### Problem description
Report every line from the material that contains the word "Result".

*****

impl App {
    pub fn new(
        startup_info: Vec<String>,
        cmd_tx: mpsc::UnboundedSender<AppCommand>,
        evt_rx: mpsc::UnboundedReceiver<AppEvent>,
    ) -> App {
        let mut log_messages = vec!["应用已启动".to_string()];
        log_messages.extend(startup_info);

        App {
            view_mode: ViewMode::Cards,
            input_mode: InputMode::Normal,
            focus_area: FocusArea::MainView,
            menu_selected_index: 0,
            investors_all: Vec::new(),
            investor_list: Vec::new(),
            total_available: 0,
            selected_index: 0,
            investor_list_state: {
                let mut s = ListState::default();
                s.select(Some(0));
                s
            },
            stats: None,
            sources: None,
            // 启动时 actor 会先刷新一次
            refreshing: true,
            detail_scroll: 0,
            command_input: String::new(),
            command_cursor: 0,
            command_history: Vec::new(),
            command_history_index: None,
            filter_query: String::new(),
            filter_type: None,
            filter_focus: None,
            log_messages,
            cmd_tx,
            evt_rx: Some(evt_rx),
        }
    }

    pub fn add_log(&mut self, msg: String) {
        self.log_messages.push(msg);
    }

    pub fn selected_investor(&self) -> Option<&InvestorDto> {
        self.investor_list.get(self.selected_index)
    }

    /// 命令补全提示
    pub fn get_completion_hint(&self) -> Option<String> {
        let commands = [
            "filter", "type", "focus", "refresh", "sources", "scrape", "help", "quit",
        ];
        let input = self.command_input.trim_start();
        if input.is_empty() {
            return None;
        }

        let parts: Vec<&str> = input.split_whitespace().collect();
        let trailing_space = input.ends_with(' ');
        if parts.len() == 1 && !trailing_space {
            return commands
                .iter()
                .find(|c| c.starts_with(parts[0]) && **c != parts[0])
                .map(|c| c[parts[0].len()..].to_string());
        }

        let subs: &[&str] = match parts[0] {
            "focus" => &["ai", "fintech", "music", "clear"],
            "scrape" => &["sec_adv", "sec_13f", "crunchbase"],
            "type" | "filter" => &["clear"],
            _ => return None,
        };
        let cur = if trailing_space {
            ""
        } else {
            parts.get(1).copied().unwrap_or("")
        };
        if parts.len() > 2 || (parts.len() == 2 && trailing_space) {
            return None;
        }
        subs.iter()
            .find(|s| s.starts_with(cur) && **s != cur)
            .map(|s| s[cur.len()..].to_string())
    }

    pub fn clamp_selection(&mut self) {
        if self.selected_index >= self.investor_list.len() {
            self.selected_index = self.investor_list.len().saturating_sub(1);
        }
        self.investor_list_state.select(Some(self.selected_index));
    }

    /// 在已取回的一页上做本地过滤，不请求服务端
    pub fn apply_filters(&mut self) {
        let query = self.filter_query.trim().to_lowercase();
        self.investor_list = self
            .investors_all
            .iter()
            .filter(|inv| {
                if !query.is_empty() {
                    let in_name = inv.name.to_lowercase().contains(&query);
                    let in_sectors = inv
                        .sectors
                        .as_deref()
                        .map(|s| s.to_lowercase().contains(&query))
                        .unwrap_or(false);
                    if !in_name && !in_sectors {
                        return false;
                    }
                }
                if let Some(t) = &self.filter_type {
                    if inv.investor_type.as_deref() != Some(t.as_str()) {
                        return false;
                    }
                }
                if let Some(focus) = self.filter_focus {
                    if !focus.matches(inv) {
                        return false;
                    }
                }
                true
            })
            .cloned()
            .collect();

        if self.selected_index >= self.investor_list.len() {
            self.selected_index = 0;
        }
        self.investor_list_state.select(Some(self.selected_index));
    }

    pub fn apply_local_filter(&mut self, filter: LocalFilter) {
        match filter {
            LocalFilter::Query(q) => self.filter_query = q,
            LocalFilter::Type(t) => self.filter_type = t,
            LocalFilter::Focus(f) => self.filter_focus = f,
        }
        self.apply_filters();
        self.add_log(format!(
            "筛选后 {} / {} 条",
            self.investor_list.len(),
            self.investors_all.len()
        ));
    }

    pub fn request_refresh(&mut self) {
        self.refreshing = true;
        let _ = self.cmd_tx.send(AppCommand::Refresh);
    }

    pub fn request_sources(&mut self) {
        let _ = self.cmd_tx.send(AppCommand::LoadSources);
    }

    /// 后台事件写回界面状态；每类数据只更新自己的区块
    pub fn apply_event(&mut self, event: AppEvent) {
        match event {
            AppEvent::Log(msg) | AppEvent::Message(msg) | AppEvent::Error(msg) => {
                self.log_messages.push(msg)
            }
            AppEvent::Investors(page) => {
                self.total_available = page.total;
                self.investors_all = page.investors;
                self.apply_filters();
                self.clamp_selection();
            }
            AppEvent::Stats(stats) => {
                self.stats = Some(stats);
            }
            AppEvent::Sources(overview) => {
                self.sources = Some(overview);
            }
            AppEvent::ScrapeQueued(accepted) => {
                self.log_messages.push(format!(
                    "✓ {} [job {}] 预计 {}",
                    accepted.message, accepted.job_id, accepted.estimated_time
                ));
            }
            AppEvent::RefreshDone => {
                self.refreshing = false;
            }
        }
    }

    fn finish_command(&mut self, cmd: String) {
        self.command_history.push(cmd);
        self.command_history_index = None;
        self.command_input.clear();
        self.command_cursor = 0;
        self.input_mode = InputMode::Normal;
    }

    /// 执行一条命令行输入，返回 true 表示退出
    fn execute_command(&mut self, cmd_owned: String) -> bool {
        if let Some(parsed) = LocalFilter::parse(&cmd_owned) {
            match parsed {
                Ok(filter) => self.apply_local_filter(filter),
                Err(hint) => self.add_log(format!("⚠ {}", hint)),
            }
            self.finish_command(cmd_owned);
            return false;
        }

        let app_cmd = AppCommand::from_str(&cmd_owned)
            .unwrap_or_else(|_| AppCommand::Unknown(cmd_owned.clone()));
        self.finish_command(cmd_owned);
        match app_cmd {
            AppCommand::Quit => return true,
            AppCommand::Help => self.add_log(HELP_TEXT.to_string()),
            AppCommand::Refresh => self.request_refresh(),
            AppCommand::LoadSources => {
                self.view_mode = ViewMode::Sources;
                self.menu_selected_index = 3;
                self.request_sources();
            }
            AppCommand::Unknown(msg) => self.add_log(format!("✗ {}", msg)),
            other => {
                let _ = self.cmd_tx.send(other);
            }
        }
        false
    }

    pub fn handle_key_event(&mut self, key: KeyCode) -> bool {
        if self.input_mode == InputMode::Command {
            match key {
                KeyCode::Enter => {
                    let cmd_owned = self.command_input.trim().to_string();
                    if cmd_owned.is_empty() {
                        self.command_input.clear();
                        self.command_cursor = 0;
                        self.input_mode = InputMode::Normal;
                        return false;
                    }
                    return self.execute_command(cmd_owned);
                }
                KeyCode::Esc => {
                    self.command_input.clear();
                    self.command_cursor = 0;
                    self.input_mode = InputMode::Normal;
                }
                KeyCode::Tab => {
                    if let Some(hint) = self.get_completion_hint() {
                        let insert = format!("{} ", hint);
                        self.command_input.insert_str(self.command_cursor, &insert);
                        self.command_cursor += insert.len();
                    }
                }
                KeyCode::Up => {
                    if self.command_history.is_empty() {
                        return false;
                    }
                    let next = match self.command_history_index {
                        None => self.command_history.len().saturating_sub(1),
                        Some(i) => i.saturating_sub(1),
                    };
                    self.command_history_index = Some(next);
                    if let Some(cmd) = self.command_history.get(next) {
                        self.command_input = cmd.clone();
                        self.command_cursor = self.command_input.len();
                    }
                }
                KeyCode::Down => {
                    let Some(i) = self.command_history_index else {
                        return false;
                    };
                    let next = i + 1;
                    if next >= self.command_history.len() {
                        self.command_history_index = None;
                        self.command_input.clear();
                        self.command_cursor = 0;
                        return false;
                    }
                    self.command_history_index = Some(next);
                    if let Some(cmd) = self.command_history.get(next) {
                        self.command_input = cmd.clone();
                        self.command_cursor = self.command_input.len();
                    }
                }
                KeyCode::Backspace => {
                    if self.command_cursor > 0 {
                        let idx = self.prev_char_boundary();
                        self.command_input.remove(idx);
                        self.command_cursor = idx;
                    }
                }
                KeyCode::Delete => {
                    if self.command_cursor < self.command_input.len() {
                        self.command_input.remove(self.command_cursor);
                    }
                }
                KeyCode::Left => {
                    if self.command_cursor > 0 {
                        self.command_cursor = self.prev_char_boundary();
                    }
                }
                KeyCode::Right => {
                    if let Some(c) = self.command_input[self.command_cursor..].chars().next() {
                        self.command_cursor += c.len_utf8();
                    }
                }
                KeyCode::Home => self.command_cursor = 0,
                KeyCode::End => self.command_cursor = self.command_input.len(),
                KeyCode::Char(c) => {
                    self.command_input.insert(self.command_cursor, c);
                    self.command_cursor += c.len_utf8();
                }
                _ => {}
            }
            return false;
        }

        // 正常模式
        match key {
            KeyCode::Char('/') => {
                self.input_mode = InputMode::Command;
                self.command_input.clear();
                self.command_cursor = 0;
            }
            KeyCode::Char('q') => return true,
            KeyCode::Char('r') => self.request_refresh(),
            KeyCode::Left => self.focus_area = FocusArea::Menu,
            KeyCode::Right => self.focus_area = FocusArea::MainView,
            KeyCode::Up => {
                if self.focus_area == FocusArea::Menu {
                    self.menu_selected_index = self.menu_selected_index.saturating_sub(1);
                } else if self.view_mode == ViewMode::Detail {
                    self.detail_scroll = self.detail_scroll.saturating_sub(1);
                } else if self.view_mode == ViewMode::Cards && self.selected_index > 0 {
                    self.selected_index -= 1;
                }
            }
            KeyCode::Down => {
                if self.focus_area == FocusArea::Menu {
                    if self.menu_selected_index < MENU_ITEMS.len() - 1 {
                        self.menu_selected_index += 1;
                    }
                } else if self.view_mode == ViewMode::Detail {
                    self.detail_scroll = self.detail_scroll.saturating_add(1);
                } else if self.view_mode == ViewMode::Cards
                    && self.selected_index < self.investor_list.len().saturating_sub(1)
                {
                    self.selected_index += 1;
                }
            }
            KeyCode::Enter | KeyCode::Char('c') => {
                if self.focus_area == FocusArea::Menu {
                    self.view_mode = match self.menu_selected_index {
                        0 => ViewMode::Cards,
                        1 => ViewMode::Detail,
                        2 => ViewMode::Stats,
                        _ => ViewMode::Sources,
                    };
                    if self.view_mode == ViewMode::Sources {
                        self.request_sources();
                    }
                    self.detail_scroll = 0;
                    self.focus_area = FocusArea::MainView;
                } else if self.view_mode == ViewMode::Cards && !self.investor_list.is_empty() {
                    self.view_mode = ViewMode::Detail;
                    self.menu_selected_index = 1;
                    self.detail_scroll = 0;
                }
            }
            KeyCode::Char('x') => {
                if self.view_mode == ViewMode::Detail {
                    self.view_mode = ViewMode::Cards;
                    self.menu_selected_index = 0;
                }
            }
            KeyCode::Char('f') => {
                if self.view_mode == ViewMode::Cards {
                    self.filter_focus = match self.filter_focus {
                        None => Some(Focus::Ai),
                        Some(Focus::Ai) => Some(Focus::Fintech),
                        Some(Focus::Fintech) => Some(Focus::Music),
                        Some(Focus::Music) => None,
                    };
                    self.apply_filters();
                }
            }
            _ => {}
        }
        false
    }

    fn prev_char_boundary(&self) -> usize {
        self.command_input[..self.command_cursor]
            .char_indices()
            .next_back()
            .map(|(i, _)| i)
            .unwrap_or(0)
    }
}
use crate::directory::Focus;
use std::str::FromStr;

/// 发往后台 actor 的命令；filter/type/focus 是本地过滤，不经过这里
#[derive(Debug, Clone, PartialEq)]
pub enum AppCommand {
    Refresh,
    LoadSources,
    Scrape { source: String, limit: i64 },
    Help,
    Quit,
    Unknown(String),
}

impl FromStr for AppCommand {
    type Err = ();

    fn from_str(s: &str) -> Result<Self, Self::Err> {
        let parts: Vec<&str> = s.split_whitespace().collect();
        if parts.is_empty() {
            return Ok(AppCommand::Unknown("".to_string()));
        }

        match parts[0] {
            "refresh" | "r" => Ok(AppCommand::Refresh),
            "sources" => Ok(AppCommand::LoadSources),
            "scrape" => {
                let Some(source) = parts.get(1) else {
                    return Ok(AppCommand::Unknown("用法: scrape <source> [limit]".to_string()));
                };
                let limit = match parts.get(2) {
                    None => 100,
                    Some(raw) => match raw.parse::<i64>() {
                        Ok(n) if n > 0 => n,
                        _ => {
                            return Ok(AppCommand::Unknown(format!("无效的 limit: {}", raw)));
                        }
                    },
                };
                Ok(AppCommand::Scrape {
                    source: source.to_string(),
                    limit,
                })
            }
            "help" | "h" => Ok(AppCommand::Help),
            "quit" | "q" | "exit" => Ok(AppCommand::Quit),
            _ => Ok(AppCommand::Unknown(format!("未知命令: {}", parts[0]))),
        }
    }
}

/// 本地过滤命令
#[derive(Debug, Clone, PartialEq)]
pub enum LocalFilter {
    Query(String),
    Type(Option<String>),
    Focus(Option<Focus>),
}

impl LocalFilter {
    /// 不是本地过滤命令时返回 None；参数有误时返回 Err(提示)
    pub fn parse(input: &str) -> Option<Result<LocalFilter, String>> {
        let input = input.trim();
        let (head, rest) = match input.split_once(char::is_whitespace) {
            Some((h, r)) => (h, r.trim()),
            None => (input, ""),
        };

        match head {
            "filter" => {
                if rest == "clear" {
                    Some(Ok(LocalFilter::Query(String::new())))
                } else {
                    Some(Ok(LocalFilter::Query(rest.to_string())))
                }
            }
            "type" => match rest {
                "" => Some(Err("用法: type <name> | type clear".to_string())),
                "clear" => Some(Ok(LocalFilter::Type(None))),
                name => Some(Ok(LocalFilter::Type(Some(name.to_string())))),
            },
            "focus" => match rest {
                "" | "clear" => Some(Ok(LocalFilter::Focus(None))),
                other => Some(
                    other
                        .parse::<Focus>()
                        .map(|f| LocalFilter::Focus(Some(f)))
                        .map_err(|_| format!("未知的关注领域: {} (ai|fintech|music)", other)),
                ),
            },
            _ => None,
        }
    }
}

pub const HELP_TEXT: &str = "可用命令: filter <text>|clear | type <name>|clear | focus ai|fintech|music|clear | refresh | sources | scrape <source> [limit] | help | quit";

*****

### Output of the task
    fn from_str(s: &str) -> Result<Self, Self::Err> {
    pub fn parse(input: &str) -> Option<Result<LocalFilter, String>> {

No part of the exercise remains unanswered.